» Try it: The lines to copy are those in the records below that hold the word "handles".

» Materials provided:
//! Process-wide allocator of host object names

use std::collections::{HashMap, HashSet};

use log::trace;
use parking_lot::Mutex;

use crate::{GlobalName, ObjectKind};

/// Allocation state of one object kind
#[derive(Debug, Default)]
struct KindNames {
    /// Last name handed out; names are never minted twice
    last: GlobalName,
    /// Names handed out and not yet freed
    live: HashSet<GlobalName>,
    /// Outstanding pins per name
    pins: HashMap<GlobalName, usize>,
    /// Pinned names whose free was deferred until the last unpin
    doomed: HashSet<GlobalName>,
}

/// Mints host-visible names, one monotonic sequence per object kind.
///
/// Every share group of every display allocates from the same instance, so
/// two groups can never receive the same host name for the same kind.
#[derive(Debug, Default)]
pub struct GlobalNameSpace {
    kinds: Mutex<[KindNames; ObjectKind::COUNT]>,
}

impl GlobalNameSpace {
    pub fn new() -> Self {
        Self::default()
    }

    /// Allocate a new name for `kind`
    pub fn allocate(&self, kind: ObjectKind) -> GlobalName {
        let mut kinds = self.kinds.lock();
        let names = &mut kinds[kind.index()];
        names.last = names.last.wrapping_add(1);
        if names.last == 0 {
            // Zero is "no object" on the guest side
            names.last = 1;
        }
        let name = names.last;
        names.live.insert(name);
        trace!("global {} name {} allocated", kind, name);
        name
    }

    /// Release `name`. Unknown names are ignored. A pinned name stays live
    /// until its last pin is dropped.
    pub fn free(&self, kind: ObjectKind, name: GlobalName) {
        let mut kinds = self.kinds.lock();
        let names = &mut kinds[kind.index()];
        if !names.live.contains(&name) {
            return;
        }
        if names.pins.contains_key(&name) {
            names.doomed.insert(name);
            trace!("global {} name {} free deferred", kind, name);
        } else {
            names.live.remove(&name);
            trace!("global {} name {} freed", kind, name);
        }
    }

    /// Keep `name` allocated across `free` until a matching `unpin`.
    ///
    /// Returns false if the name is not live.
    pub fn pin(&self, kind: ObjectKind, name: GlobalName) -> bool {
        let mut kinds = self.kinds.lock();
        let names = &mut kinds[kind.index()];
        if !names.live.contains(&name) {
            return false;
        }
        *names.pins.entry(name).or_insert(0) += 1;
        true
    }

    /// Drop one pin of `name`, completing a deferred free on the last one
    pub fn unpin(&self, kind: ObjectKind, name: GlobalName) {
        let mut kinds = self.kinds.lock();
        let names = &mut kinds[kind.index()];
        let Some(count) = names.pins.get_mut(&name) else {
            return;
        };
        *count -= 1;
        if *count > 0 {
            return;
        }
        names.pins.remove(&name);
        if names.doomed.remove(&name) {
            names.live.remove(&name);
            trace!("global {} name {} freed after last pin", kind, name);
        }
    }

    /// Whether `name` is currently allocated
    pub fn is_live(&self, kind: ObjectKind, name: GlobalName) -> bool {
        self.kinds.lock()[kind.index()].live.contains(&name)
    }

    /// Number of allocated names of `kind`
    pub fn live_count(&self, kind: ObjectKind) -> usize {
        self.kinds.lock()[kind.index()].live.len()
    }
}

#[cfg(test)]
mod tests {
    use super::*;

    #[test]
    fn test_names_start_above_zero() {
        let names = GlobalNameSpace::new();
        assert_eq!(names.allocate(ObjectKind::Texture), 1);
        assert_eq!(names.allocate(ObjectKind::Texture), 2);
    }

    #[test]
    fn test_kinds_are_independent() {
        let names = GlobalNameSpace::new();
        assert_eq!(names.allocate(ObjectKind::Texture), 1);
        assert_eq!(names.allocate(ObjectKind::VertexBuffer), 1);
        assert_eq!(names.live_count(ObjectKind::Texture), 1);
        assert_eq!(names.live_count(ObjectKind::Framebuffer), 0);
    }

    #[test]
    fn test_freed_names_are_not_reissued() {
        let names = GlobalNameSpace::new();
        let first = names.allocate(ObjectKind::Renderbuffer);
        names.free(ObjectKind::Renderbuffer, first);
        assert!(!names.is_live(ObjectKind::Renderbuffer, first));

        let second = names.allocate(ObjectKind::Renderbuffer);
        assert_ne!(first, second);
        assert!(names.is_live(ObjectKind::Renderbuffer, second));
    }

    #[test]
    fn test_pinned_name_outlives_free() {
        let names = GlobalNameSpace::new();
        let name = names.allocate(ObjectKind::Texture);
        assert!(names.pin(ObjectKind::Texture, name));
        assert!(names.pin(ObjectKind::Texture, name));

        names.free(ObjectKind::Texture, name);
        assert!(names.is_live(ObjectKind::Texture, name));
        names.unpin(ObjectKind::Texture, name);
        assert!(names.is_live(ObjectKind::Texture, name));
        names.unpin(ObjectKind::Texture, name);
        assert!(!names.is_live(ObjectKind::Texture, name));
    }

    #[test]
    fn test_unpin_without_free_keeps_name() {
        let names = GlobalNameSpace::new();
        let name = names.allocate(ObjectKind::Texture);
        assert!(!names.pin(ObjectKind::Texture, name + 1));
        assert!(names.pin(ObjectKind::Texture, name));
        names.unpin(ObjectKind::Texture, name);
        assert!(names.is_live(ObjectKind::Texture, name));

        names.free(ObjectKind::Texture, name);
        assert!(!names.is_live(ObjectKind::Texture, name));
    }

    #[test]
    fn test_free_unknown_is_noop() {
        let names = GlobalNameSpace::new();
        names.free(ObjectKind::Shader, 42);
        assert_eq!(names.live_count(ObjectKind::Shader), 0);
    }
}
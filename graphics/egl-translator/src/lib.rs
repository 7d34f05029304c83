//! EGL translator
//!
//! Guest processes call EGL against virtual handles. This crate keeps the
//! registry that maps those handles onto host resources: displays with
//! their configs, contexts, surfaces and images, plus the per-thread
//! "current" state.
//!
//! # Architecture
//!
//! ```text
//!  guest thread ──► EglThread (binding, last error, API)
//!        │
//!        ▼
//!  ┌────────────────────────────────────────────┐
//!  │ Egl ──► GlobalInfo                         │
//!  │           ├─ displays ──► Display          │
//!  │           │                 ├─ configs     │
//!  │           │                 ├─ contexts ───┼──► ShareGroup (gles-names)
//!  │           │                 ├─ surfaces    │
//!  │           │                 └─ images      │
//!  │           ├─ client APIs (GLES 1.1 / 2.0)  │
//!  │           └─ GlobalNameSpace, windows      │
//!  └───────────────────┬────────────────────────┘
//!                      ▼
//!          Engine / NativeDisplay (host)
//! ```
//!
//! Host access goes through the traits in [`backend`]; [`backend::headless`]
//! implements them in memory.
//!
//! # Usage
//!
//! ```ignore
//! use egl_translator::backend::headless::{HeadlessClient, HeadlessEngine};
//! use egl_translator::{Egl, EglThread, GlesVersion, NativeDisplayId, TranslatorConfig};
//!
//! let engine = HeadlessEngine::new();
//! let egl = Egl::new(Arc::new(engine.clone()), TranslatorConfig::from_env());
//! egl.register_client_api(Arc::new(HeadlessClient::new(GlesVersion::V1_1)));
//!
//! let mut thread = EglThread::new();
//! let display = egl.get_display(NativeDisplayId(0)).unwrap();
//! egl.initialize(&mut thread, display)?;
//!
//! let config = egl.choose_config(&mut thread, display, &[EGL_NONE], Some(1))?[0];
//! let surface = egl.create_pbuffer_surface(&mut thread, display, config, &[EGL_WIDTH, 64, EGL_HEIGHT, 64, EGL_NONE])?;
//! let context = egl.create_context(&mut thread, display, config, None, &[EGL_NONE])?;
//! egl.make_current(&mut thread, display, Some(surface), Some(surface), Some(context))?;
//! ```

pub mod api;
pub mod backend;
pub mod config;
pub mod consts;
pub mod context;
pub mod display;
pub mod error;
pub mod global;
pub mod image;
pub mod options;
pub mod surface;
pub mod thread;
pub mod types;
pub mod validate;

pub use api::{Egl, EglExtension, ProcAddress, EGL_VERSION_MAJOR, EGL_VERSION_MINOR};
pub use config::{Config, ConfigInfo, ConfigRequest};
pub use context::Context;
pub use display::Display;
pub use error::{EglError, ErrorCode, Result};
pub use global::GlobalInfo;
pub use image::Image;
pub use options::{SharePolicy, TranslatorConfig};
pub use surface::{PbufferInfo, Surface, SurfaceKind, WindowRegistry};
pub use thread::{Binding, EglThread};
pub use types::*;
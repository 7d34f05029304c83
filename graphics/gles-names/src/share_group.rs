//! Objects visible to a set of sharing contexts

use std::collections::BTreeMap;
use std::sync::Arc;

use log::{debug, warn};
use parking_lot::Mutex;

use crate::{
    GlobalName, GlobalNameSpace, LocalName, NameRequest, NameSpace, ObjectDataPtr, ObjectKind,
};

struct Inner {
    namespaces: [NameSpace; ObjectKind::COUNT],
    data: BTreeMap<(ObjectKind, LocalName), ObjectDataPtr>,
}

impl Inner {
    fn namespace(&mut self, kind: ObjectKind) -> &mut NameSpace {
        &mut self.namespaces[kind.index()]
    }
}

/// One name space per object kind plus side records, behind a single lock.
///
/// Every context created to share state with another holds the same
/// `ShareGroup`, so a name generated through one context resolves through
/// all of them.
pub struct ShareGroup {
    inner: Mutex<Inner>,
}

impl ShareGroup {
    pub fn new(globals: Arc<GlobalNameSpace>) -> Self {
        let namespaces = ObjectKind::ALL.map(|kind| NameSpace::new(kind, globals.clone()));
        Self {
            inner: Mutex::new(Inner {
                namespaces,
                data: BTreeMap::new(),
            }),
        }
    }

    /// Map a local name to a fresh global name, see [`NameSpace::generate`]
    pub fn generate(&self, kind: ObjectKind, request: NameRequest) -> LocalName {
        self.inner.lock().namespace(kind).generate(request)
    }

    pub fn generate_global_only(&self, kind: ObjectKind) -> GlobalName {
        self.inner.lock().namespace(kind).generate_global_only()
    }

    pub fn global_name_of(&self, kind: ObjectKind, local: LocalName) -> Option<GlobalName> {
        self.inner.lock().namespace(kind).global_name_of(local)
    }

    pub fn local_name_of(&self, kind: ObjectKind, global: GlobalName) -> Option<LocalName> {
        self.inner.lock().namespace(kind).local_name_of(global)
    }

    pub fn exists(&self, kind: ObjectKind, local: LocalName) -> bool {
        self.inner.lock().namespace(kind).exists(local)
    }

    /// Remove `local` and its side record. A texture that was an image
    /// sibling also gives back the global name it had before.
    pub fn delete(&self, kind: ObjectKind, local: LocalName) -> bool {
        let mut inner = self.inner.lock();
        let data = inner.data.remove(&(kind, local));
        let saved = data
            .as_deref()
            .and_then(|data| data.as_texture())
            .and_then(|tex| tex.saved_global);

        let namespace = inner.namespace(kind);
        let existed = namespace.delete(local);
        if let Some(saved) = saved {
            namespace.release(saved);
        }
        existed
    }

    /// Rebind `local` to `global`, returning the previous global name
    pub fn replace_global(
        &self,
        kind: ObjectKind,
        local: LocalName,
        global: GlobalName,
    ) -> Option<GlobalName> {
        self.inner.lock().namespace(kind).replace_global(local, global)
    }

    /// Give back a global name obtained from [`ShareGroup::replace_global`]
    /// or [`ShareGroup::generate_global_only`]
    pub fn release_global(&self, kind: ObjectKind, global: GlobalName) {
        self.inner.lock().namespace(kind).release(global);
    }

    /// Attach a side record to `local`. A record of another kind is refused.
    pub fn set_object_data(&self, kind: ObjectKind, local: LocalName, data: ObjectDataPtr) -> bool {
        if data.kind() != kind {
            warn!("refusing {} record for {} {}", data.kind(), kind, local);
            return false;
        }
        self.inner.lock().data.insert((kind, local), data);
        true
    }

    pub fn get_object_data(&self, kind: ObjectKind, local: LocalName) -> Option<ObjectDataPtr> {
        self.inner.lock().data.get(&(kind, local)).cloned()
    }

    /// Number of local names of `kind`
    pub fn object_count(&self, kind: ObjectKind) -> usize {
        self.inner.lock().namespaces[kind.index()].len()
    }

    /// Whether no local name of any kind is mapped
    pub fn is_empty(&self) -> bool {
        let inner = self.inner.lock();
        inner.namespaces.iter().all(NameSpace::is_empty)
    }

    /// Delete every name and side record
    pub fn clear(&self) {
        let mut inner = self.inner.lock();
        inner.data.clear();
        for namespace in inner.namespaces.iter_mut() {
            namespace.clear();
        }
        debug!("share group cleared");
    }
}

impl core::fmt::Debug for ShareGroup {
    fn fmt(&self, f: &mut core::fmt::Formatter<'_>) -> core::fmt::Result {
        let inner = self.inner.lock();
        let mut list = f.debug_struct("ShareGroup");
        for namespace in inner.namespaces.iter() {
            list.field(&namespace.kind().to_string(), &namespace.len());
        }
        list.finish()
    }
}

» Reply to the exercise:
//! Guest processes call EGL against virtual handles. This crate keeps the
//! registry that maps those handles onto host resources: displays with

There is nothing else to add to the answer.